**** Source information

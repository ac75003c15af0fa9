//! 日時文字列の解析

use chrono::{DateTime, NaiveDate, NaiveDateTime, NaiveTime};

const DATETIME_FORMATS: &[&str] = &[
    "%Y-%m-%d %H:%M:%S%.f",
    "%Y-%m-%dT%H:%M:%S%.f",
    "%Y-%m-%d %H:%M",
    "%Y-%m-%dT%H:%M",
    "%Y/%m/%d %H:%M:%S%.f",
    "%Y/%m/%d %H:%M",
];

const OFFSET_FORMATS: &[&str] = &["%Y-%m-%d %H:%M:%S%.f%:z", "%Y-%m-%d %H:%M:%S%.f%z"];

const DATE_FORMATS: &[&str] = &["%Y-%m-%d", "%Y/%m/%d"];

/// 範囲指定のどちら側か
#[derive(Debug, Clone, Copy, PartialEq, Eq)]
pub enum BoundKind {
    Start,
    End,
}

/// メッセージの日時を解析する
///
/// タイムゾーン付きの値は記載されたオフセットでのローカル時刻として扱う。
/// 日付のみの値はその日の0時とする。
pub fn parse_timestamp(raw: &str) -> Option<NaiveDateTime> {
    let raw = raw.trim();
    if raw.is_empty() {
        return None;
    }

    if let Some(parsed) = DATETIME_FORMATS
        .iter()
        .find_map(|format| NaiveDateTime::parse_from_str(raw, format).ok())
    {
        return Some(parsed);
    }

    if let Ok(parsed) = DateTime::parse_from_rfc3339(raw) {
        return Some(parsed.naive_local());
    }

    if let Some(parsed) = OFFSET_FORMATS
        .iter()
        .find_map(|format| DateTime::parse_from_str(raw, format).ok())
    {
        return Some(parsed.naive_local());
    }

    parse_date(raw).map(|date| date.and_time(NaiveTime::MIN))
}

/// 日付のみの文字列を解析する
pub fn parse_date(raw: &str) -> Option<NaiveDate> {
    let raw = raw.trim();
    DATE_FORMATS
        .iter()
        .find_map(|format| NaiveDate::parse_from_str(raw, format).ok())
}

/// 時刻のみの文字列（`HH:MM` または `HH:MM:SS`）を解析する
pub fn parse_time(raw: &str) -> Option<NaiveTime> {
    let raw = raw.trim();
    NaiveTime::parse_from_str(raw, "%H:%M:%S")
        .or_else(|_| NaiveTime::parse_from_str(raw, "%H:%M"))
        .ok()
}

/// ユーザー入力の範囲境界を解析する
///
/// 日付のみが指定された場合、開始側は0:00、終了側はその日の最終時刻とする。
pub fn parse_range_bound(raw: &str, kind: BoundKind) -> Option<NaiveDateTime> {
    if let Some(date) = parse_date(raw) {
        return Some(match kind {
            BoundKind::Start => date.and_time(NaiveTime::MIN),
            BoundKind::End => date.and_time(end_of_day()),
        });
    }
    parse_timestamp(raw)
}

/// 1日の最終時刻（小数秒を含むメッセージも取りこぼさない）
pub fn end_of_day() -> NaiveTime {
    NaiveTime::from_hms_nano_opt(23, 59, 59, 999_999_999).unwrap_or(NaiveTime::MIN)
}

********
**** Source information

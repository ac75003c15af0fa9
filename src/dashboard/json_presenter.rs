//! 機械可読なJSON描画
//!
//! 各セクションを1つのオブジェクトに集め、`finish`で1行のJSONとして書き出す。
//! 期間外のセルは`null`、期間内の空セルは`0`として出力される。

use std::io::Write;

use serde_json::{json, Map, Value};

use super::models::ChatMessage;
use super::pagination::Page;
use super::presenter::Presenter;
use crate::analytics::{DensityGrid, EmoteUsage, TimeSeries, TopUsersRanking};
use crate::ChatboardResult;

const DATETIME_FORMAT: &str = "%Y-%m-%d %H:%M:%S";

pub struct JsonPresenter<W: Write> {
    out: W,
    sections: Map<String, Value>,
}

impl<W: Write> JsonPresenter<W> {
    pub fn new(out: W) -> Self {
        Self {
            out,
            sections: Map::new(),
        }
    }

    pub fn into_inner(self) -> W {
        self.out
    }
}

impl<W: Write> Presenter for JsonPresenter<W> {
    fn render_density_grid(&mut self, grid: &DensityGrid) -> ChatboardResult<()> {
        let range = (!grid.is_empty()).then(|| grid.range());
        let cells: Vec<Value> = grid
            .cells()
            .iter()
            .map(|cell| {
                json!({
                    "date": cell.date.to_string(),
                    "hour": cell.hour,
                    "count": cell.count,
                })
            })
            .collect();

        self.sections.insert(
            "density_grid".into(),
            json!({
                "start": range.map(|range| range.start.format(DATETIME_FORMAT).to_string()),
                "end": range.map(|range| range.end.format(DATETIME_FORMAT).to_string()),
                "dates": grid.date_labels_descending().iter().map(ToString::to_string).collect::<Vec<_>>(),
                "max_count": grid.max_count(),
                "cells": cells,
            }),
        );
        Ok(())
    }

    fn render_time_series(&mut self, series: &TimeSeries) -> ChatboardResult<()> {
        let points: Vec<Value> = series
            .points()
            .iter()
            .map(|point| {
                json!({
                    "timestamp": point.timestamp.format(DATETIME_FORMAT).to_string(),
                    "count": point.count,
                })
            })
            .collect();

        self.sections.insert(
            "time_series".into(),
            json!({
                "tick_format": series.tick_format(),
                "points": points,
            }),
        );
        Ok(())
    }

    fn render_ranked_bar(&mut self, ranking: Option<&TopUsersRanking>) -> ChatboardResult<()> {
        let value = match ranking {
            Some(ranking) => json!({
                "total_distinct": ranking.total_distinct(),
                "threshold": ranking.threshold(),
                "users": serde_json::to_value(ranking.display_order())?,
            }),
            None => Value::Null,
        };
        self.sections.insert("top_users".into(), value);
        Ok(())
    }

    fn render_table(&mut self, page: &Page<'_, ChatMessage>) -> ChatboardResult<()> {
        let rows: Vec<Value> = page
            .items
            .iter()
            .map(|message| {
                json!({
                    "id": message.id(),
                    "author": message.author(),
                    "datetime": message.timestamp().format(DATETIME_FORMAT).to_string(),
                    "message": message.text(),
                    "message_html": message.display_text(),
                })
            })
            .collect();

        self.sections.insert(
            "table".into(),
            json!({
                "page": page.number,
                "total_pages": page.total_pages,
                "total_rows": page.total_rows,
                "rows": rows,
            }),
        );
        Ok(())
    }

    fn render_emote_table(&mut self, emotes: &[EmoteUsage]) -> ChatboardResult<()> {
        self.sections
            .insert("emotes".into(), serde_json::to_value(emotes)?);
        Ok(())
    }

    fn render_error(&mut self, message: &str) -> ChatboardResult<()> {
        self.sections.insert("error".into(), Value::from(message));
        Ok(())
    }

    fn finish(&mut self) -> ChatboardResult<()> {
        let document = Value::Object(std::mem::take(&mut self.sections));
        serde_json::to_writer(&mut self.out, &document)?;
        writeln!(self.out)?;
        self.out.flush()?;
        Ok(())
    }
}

********
**** Source information

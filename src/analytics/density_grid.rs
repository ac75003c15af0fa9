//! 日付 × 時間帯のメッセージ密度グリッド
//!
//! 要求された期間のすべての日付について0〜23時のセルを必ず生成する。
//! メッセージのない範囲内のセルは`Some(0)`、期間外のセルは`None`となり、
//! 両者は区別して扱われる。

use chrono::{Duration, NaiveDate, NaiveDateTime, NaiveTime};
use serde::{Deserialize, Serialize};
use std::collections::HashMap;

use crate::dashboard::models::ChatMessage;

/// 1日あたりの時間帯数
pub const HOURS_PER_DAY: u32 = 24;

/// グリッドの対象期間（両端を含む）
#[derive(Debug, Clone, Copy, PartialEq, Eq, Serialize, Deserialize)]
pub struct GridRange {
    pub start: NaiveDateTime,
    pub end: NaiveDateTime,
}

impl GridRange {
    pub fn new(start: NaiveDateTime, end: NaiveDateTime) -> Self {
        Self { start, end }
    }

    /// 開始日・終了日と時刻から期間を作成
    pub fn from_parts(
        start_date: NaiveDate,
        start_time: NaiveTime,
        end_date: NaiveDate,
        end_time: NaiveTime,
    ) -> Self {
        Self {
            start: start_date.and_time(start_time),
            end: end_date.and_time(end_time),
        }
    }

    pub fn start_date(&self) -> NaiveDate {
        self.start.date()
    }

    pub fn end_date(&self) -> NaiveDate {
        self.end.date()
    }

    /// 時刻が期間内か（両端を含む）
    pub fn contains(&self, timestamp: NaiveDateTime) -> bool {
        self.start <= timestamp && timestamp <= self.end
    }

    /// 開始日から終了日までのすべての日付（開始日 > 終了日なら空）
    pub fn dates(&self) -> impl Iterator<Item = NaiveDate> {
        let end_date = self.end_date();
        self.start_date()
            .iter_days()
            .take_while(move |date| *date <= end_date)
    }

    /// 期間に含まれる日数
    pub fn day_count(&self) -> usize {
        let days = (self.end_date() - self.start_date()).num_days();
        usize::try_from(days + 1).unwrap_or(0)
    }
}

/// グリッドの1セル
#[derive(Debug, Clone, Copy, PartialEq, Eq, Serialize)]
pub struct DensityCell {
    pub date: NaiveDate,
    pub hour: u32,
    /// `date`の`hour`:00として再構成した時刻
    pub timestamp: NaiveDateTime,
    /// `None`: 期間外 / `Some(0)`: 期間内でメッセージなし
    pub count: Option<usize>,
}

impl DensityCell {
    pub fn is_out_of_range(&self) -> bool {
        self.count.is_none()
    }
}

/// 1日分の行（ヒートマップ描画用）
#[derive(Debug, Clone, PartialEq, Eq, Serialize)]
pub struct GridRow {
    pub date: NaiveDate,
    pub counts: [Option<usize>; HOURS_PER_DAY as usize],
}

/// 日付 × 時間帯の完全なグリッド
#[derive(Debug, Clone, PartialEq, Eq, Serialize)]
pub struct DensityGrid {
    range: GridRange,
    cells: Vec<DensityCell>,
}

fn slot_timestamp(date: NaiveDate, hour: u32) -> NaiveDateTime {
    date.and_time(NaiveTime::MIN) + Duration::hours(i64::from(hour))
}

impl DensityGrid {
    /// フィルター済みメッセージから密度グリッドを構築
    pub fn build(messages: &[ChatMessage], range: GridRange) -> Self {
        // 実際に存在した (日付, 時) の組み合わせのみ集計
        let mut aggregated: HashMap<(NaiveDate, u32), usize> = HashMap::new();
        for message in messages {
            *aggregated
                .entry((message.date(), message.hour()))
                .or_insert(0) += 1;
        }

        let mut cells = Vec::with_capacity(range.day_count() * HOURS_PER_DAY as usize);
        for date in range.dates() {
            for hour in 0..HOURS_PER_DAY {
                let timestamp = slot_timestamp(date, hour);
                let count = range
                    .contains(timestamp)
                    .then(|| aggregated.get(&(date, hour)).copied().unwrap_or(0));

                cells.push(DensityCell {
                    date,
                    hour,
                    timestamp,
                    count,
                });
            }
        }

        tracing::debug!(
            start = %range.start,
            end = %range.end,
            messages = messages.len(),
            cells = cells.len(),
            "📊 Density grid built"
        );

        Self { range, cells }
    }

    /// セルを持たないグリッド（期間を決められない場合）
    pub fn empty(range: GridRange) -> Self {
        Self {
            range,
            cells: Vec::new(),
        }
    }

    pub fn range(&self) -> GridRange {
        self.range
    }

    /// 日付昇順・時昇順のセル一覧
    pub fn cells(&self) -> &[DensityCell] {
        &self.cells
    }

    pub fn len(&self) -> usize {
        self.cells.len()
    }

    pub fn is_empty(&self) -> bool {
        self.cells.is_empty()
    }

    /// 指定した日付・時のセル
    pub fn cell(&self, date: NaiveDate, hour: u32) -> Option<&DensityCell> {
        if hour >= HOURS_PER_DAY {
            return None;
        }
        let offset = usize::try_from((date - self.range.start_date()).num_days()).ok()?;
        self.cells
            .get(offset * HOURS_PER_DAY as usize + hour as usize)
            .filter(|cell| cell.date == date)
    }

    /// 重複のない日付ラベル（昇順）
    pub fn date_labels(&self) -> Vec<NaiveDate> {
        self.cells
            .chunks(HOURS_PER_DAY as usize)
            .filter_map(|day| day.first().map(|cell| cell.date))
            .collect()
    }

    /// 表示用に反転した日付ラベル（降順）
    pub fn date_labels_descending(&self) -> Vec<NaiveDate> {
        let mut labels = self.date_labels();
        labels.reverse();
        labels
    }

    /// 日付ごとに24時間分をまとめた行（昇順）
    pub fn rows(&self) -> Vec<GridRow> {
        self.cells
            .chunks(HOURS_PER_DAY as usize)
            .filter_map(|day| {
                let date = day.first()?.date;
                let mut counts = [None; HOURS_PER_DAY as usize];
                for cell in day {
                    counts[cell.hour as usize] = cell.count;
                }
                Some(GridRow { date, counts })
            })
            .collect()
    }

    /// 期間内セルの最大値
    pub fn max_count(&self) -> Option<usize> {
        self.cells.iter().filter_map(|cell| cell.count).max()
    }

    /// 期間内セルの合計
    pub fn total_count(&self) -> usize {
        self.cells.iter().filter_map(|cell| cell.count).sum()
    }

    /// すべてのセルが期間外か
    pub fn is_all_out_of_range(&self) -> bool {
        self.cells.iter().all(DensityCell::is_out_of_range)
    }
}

********

▶ Exercise: Where a line of the data above includes the string "match", pull it out.

▶ Worked solution:
        return Some(match kind {
        let value = match ranking {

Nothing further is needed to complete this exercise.